◆ Recorded information
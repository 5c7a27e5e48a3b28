//! Provider registry
//!
//! Maps provider codes to constructed, initialized providers. Population
//! happens at startup through [`ProviderRegistry::load`]; afterwards the
//! registry is read-only and shared by every request.

use std::collections::{BTreeMap, HashMap};
use std::fmt;
use std::path::Path;

use chrono::Utc;
use gatekeep_users_core::User;
use serde::Serialize;
use tracing::{debug, error, info, warn};

use crate::config::{parse_provider_list, ProviderConfig};
use crate::provider::{AuthProvider, Provider, ProviderBackends};
use crate::{AuthError, Result};

/// Login/password pair submitted to a password provider
#[derive(Clone, Default)]
pub struct Credentials {
    pub login: String,
    pub password: String,
}

impl Credentials {
    pub fn new(login: impl Into<String>, password: impl Into<String>) -> Self {
        Self {
            login: login.into(),
            password: password.into(),
        }
    }

    /// Read `login` and `password` from form or query parameters
    pub fn from_params(params: &HashMap<String, String>) -> Self {
        Self {
            login: params.get("login").cloned().unwrap_or_default(),
            password: params.get("password").cloned().unwrap_or_default(),
        }
    }
}

impl fmt::Debug for Credentials {
    fn fmt(&self, f: &mut fmt::Formatter<'_>) -> fmt::Result {
        f.debug_struct("Credentials")
            .field("login", &self.login)
            .field("password", &"<redacted>")
            .finish()
    }
}

/// UI-facing description of one provider
#[derive(Debug, Clone, PartialEq, Serialize)]
pub struct ProviderSummary {
    pub code: String,
    #[serde(rename = "type")]
    pub type_tag: String,
    pub display_name: String,
    pub image: String,
    #[serde(skip_serializing_if = "Option::is_none")]
    pub url: Option<String>,
}

#[derive(Serialize)]
struct Listing<'a> {
    count: usize,
    data: BTreeMap<&'a str, &'a ProviderSummary>,
}

fn render_listing(summaries: &[ProviderSummary]) -> Result<String> {
    let listing = Listing {
        count: summaries.len(),
        data: summaries.iter().map(|s| (s.code.as_str(), s)).collect(),
    };
    serde_json::to_string(&listing).map_err(|e| AuthError::Users(e.into()))
}

pub struct ProviderRegistry {
    providers: BTreeMap<String, Provider>,
    backends: ProviderBackends,
}

impl ProviderRegistry {
    /// Empty registry using the production backends
    pub fn new() -> Self {
        Self::with_backends(ProviderBackends::default())
    }

    pub fn with_backends(backends: ProviderBackends) -> Self {
        Self {
            providers: BTreeMap::new(),
            backends,
        }
    }

    /// Construct and initialize one provider.
    ///
    /// Returns `false` when the type is unknown or initialization fails; the
    /// provider is then left out and the reason logged.
    pub async fn add_provider(&mut self, code: &str, config: ProviderConfig) -> bool {
        debug!("AUTH: add ({}:{}) '{}'", code, config.type_tag, config.display_name);

        let provider = match Provider::from_config(code, config, &self.backends) {
            Ok(provider) => provider,
            Err(e) => {
                error!("AUTH: can't create '{}': {}", code, e);
                return false;
            }
        };

        if let Err(e) = provider.init().await {
            error!("AUTH: can't init '{}': {}", code, e);
            return false;
        }

        if let Some(previous) = self.providers.insert(code.to_string(), provider) {
            warn!("AUTH: '{}' replaced an existing provider", code);
            if let Err(e) = previous.close().await {
                warn!("AUTH: closing replaced '{}' failed: {}", code, e);
            }
        }
        true
    }

    /// Load a YAML provider list.
    ///
    /// Returns the number of entries parsed, including disabled and failed
    /// ones. Malformed input is an error and leaves the registry unchanged.
    pub async fn load(&mut self, bytes: &[u8]) -> Result<usize> {
        let entries = parse_provider_list(bytes)?;
        let parsed = entries.len();

        for (code, config) in entries {
            if config.disabled {
                debug!("AUTH: '{}' is disabled", code);
                continue;
            }
            self.add_provider(&code, config).await;
        }

        info!("AUTH: {} provider(s) parsed, {} active", parsed, self.providers.len());
        Ok(parsed)
    }

    pub async fn load_file(&mut self, path: impl AsRef<Path>) -> Result<usize> {
        let path = path.as_ref();
        let bytes = tokio::fs::read(path)
            .await
            .map_err(|e| AuthError::Config(format!("{}: {}", path.display(), e)))?;
        self.load(&bytes).await
    }

    pub fn get(&self, code: &str) -> Option<&Provider> {
        self.providers.get(code)
    }

    pub fn len(&self) -> usize {
        self.providers.len()
    }

    pub fn is_empty(&self) -> bool {
        self.providers.is_empty()
    }

    pub fn has_oauth(&self) -> bool {
        self.providers.values().any(Provider::is_oauth)
    }

    /// Authenticate through a password provider.
    pub async fn auth_user(&self, code: &str, credentials: &Credentials) -> Result<User> {
        let provider = self.get(code).ok_or_else(|| {
            error!("AUTH: provider '{}' not found", code);
            AuthError::ProviderNotFound(code.to_string())
        })?;

        if !provider.supports_password_login() {
            return Err(AuthError::Unsupported(code.to_string()));
        }

        if !provider.connected() {
            warn!("AUTH: provider '{}' is not connected", code);
            return Err(AuthError::Rejected);
        }

        let mut user = provider
            .login(&credentials.login, &credentials.password)
            .await
            .ok_or(AuthError::Rejected)?;

        user.auth_code = code.to_string();
        user.time_login = Some(Utc::now());
        info!("AUTH: '{}' authenticated by '{}'", user.login, code);
        Ok(user)
    }

    /// Complete an OAuth callback through an OAuth provider
    pub async fn oauth_callback(&self, code: &str, authorization_code: &str) -> Result<User> {
        let provider = self
            .get(code)
            .ok_or_else(|| AuthError::ProviderNotFound(code.to_string()))?;

        if !provider.is_oauth() {
            return Err(AuthError::Unsupported(code.to_string()));
        }

        let mut user = provider.exchange_code(authorization_code).await?;
        user.auth_code = code.to_string();
        user.time_login = Some(Utc::now());
        info!("AUTH: '{}' authenticated by '{}'", user.login, code);
        Ok(user)
    }

    fn summaries(&self, oauth: bool) -> Vec<ProviderSummary> {
        self.providers
            .iter()
            .filter(|(_, p)| p.enabled())
            .filter(|(_, p)| {
                if oauth {
                    p.is_oauth()
                } else {
                    p.supports_password_login()
                }
            })
            .map(|(code, p)| ProviderSummary {
                code: code.clone(),
                type_tag: p.type_tag().to_string(),
                display_name: p.display_name().to_string(),
                image: p.image().to_string(),
                url: if oauth { p.auth_url().map(str::to_string) } else { None },
            })
            .collect()
    }

    /// Enabled providers accepting a login/password pair, ordered by code
    pub fn password_providers(&self) -> Vec<ProviderSummary> {
        self.summaries(false)
    }

    /// Enabled OAuth providers with their authorization URLs, ordered by code
    pub fn oauth_providers(&self) -> Vec<ProviderSummary> {
        self.summaries(true)
    }

    pub fn password_providers_json(&self) -> Result<String> {
        render_listing(&self.password_providers())
    }

    pub fn oauth_providers_json(&self) -> Result<String> {
        render_listing(&self.oauth_providers())
    }

    /// Close every provider; failures are logged and do not stop the rest
    pub async fn close(&self) {
        for (code, provider) in &self.providers {
            if let Err(e) = provider.close().await {
                warn!("AUTH: closing '{}' failed: {}", code, e);
            }
        }
    }
}

impl Default for ProviderRegistry {
    fn default() -> Self {
        Self::new()
    }
}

◆ Directions
The required output is the full set of entries, reproduced verbatim.

◆ Solution to the problem
repository 5c7a27e5e48a3b28
//! Provider registry
//!
//! Maps provider codes to constructed, initialized providers. Population
//! happens at startup through [`ProviderRegistry::load`]; afterwards the
//! registry is read-only and shared by every request.

use std::collections::{BTreeMap, HashMap};
use std::fmt;
use std::path::Path;

use chrono::Utc;
use gatekeep_users_core::User;
use serde::Serialize;
use tracing::{debug, error, info, warn};

use crate::config::{parse_provider_list, ProviderConfig};
use crate::provider::{AuthProvider, Provider, ProviderBackends};
use crate::{AuthError, Result};

/// Login/password pair submitted to a password provider
#[derive(Clone, Default)]
pub struct Credentials {
    pub login: String,
    pub password: String,
}

impl Credentials {
    pub fn new(login: impl Into<String>, password: impl Into<String>) -> Self {
        Self {
            login: login.into(),
            password: password.into(),
        }
    }

    /// Read `login` and `password` from form or query parameters
    pub fn from_params(params: &HashMap<String, String>) -> Self {
        Self {
            login: params.get("login").cloned().unwrap_or_default(),
            password: params.get("password").cloned().unwrap_or_default(),
        }
    }
}

impl fmt::Debug for Credentials {
    fn fmt(&self, f: &mut fmt::Formatter<'_>) -> fmt::Result {
        f.debug_struct("Credentials")
            .field("login", &self.login)
            .field("password", &"<redacted>")
            .finish()
    }
}

/// UI-facing description of one provider
#[derive(Debug, Clone, PartialEq, Serialize)]
pub struct ProviderSummary {
    pub code: String,
    #[serde(rename = "type")]
    pub type_tag: String,
    pub display_name: String,
    pub image: String,
    #[serde(skip_serializing_if = "Option::is_none")]
    pub url: Option<String>,
}

#[derive(Serialize)]
struct Listing<'a> {
    count: usize,
    data: BTreeMap<&'a str, &'a ProviderSummary>,
}

fn render_listing(summaries: &[ProviderSummary]) -> Result<String> {
    let listing = Listing {
        count: summaries.len(),
        data: summaries.iter().map(|s| (s.code.as_str(), s)).collect(),
    };
    serde_json::to_string(&listing).map_err(|e| AuthError::Users(e.into()))
}

pub struct ProviderRegistry {
    providers: BTreeMap<String, Provider>,
    backends: ProviderBackends,
}

impl ProviderRegistry {
    /// Empty registry using the production backends
    pub fn new() -> Self {
        Self::with_backends(ProviderBackends::default())
    }

    pub fn with_backends(backends: ProviderBackends) -> Self {
        Self {
            providers: BTreeMap::new(),
            backends,
        }
    }

    /// Construct and initialize one provider.
    ///
    /// Returns `false` when the type is unknown or initialization fails; the
    /// provider is then left out and the reason logged.
    pub async fn add_provider(&mut self, code: &str, config: ProviderConfig) -> bool {
        debug!("AUTH: add ({}:{}) '{}'", code, config.type_tag, config.display_name);

        let provider = match Provider::from_config(code, config, &self.backends) {
            Ok(provider) => provider,
            Err(e) => {
                error!("AUTH: can't create '{}': {}", code, e);
                return false;
            }
        };

        if let Err(e) = provider.init().await {
            error!("AUTH: can't init '{}': {}", code, e);
            return false;
        }

        if let Some(previous) = self.providers.insert(code.to_string(), provider) {
            warn!("AUTH: '{}' replaced an existing provider", code);
            if let Err(e) = previous.close().await {
                warn!("AUTH: closing replaced '{}' failed: {}", code, e);
            }
        }
        true
    }

    /// Load a YAML provider list.
    ///
    /// Returns the number of entries parsed, including disabled and failed
    /// ones. Malformed input is an error and leaves the registry unchanged.
    pub async fn load(&mut self, bytes: &[u8]) -> Result<usize> {
        let entries = parse_provider_list(bytes)?;
        let parsed = entries.len();

        for (code, config) in entries {
            if config.disabled {
                debug!("AUTH: '{}' is disabled", code);
                continue;
            }
            self.add_provider(&code, config).await;
        }

        info!("AUTH: {} provider(s) parsed, {} active", parsed, self.providers.len());
        Ok(parsed)
    }

    pub async fn load_file(&mut self, path: impl AsRef<Path>) -> Result<usize> {
        let path = path.as_ref();
        let bytes = tokio::fs::read(path)
            .await
            .map_err(|e| AuthError::Config(format!("{}: {}", path.display(), e)))?;
        self.load(&bytes).await
    }

    pub fn get(&self, code: &str) -> Option<&Provider> {
        self.providers.get(code)
    }

    pub fn len(&self) -> usize {
        self.providers.len()
    }

    pub fn is_empty(&self) -> bool {
        self.providers.is_empty()
    }

    pub fn has_oauth(&self) -> bool {
        self.providers.values().any(Provider::is_oauth)
    }

    /// Authenticate through a password provider.
    pub async fn auth_user(&self, code: &str, credentials: &Credentials) -> Result<User> {
        let provider = self.get(code).ok_or_else(|| {
            error!("AUTH: provider '{}' not found", code);
            AuthError::ProviderNotFound(code.to_string())
        })?;

        if !provider.supports_password_login() {
            return Err(AuthError::Unsupported(code.to_string()));
        }

        if !provider.connected() {
            warn!("AUTH: provider '{}' is not connected", code);
            return Err(AuthError::Rejected);
        }

        let mut user = provider
            .login(&credentials.login, &credentials.password)
            .await
            .ok_or(AuthError::Rejected)?;

        user.auth_code = code.to_string();
        user.time_login = Some(Utc::now());
        info!("AUTH: '{}' authenticated by '{}'", user.login, code);
        Ok(user)
    }

    /// Complete an OAuth callback through an OAuth provider
    pub async fn oauth_callback(&self, code: &str, authorization_code: &str) -> Result<User> {
        let provider = self
            .get(code)
            .ok_or_else(|| AuthError::ProviderNotFound(code.to_string()))?;

        if !provider.is_oauth() {
            return Err(AuthError::Unsupported(code.to_string()));
        }

        let mut user = provider.exchange_code(authorization_code).await?;
        user.auth_code = code.to_string();
        user.time_login = Some(Utc::now());
        info!("AUTH: '{}' authenticated by '{}'", user.login, code);
        Ok(user)
    }

    fn summaries(&self, oauth: bool) -> Vec<ProviderSummary> {
        self.providers
            .iter()
            .filter(|(_, p)| p.enabled())
            .filter(|(_, p)| {
                if oauth {
                    p.is_oauth()
                } else {
                    p.supports_password_login()
                }
            })
            .map(|(code, p)| ProviderSummary {
                code: code.clone(),
                type_tag: p.type_tag().to_string(),
                display_name: p.display_name().to_string(),
                image: p.image().to_string(),
                url: if oauth { p.auth_url().map(str::to_string) } else { None },
            })
            .collect()
    }

    /// Enabled providers accepting a login/password pair, ordered by code
    pub fn password_providers(&self) -> Vec<ProviderSummary> {
        self.summaries(false)
    }

    /// Enabled OAuth providers with their authorization URLs, ordered by code
    pub fn oauth_providers(&self) -> Vec<ProviderSummary> {
        self.summaries(true)
    }

    pub fn password_providers_json(&self) -> Result<String> {
        render_listing(&self.password_providers())
    }

    pub fn oauth_providers_json(&self) -> Result<String> {
        render_listing(&self.oauth_providers())
    }

    /// Close every provider; failures are logged and do not stop the rest
    pub async fn close(&self) {
        for (code, provider) in &self.providers {
            if let Err(e) = provider.close().await {
                warn!("AUTH: closing '{}' failed: {}", code, e);
            }
        }
    }
}

impl Default for ProviderRegistry {
    fn default() -> Self {
        Self::new()
    }
}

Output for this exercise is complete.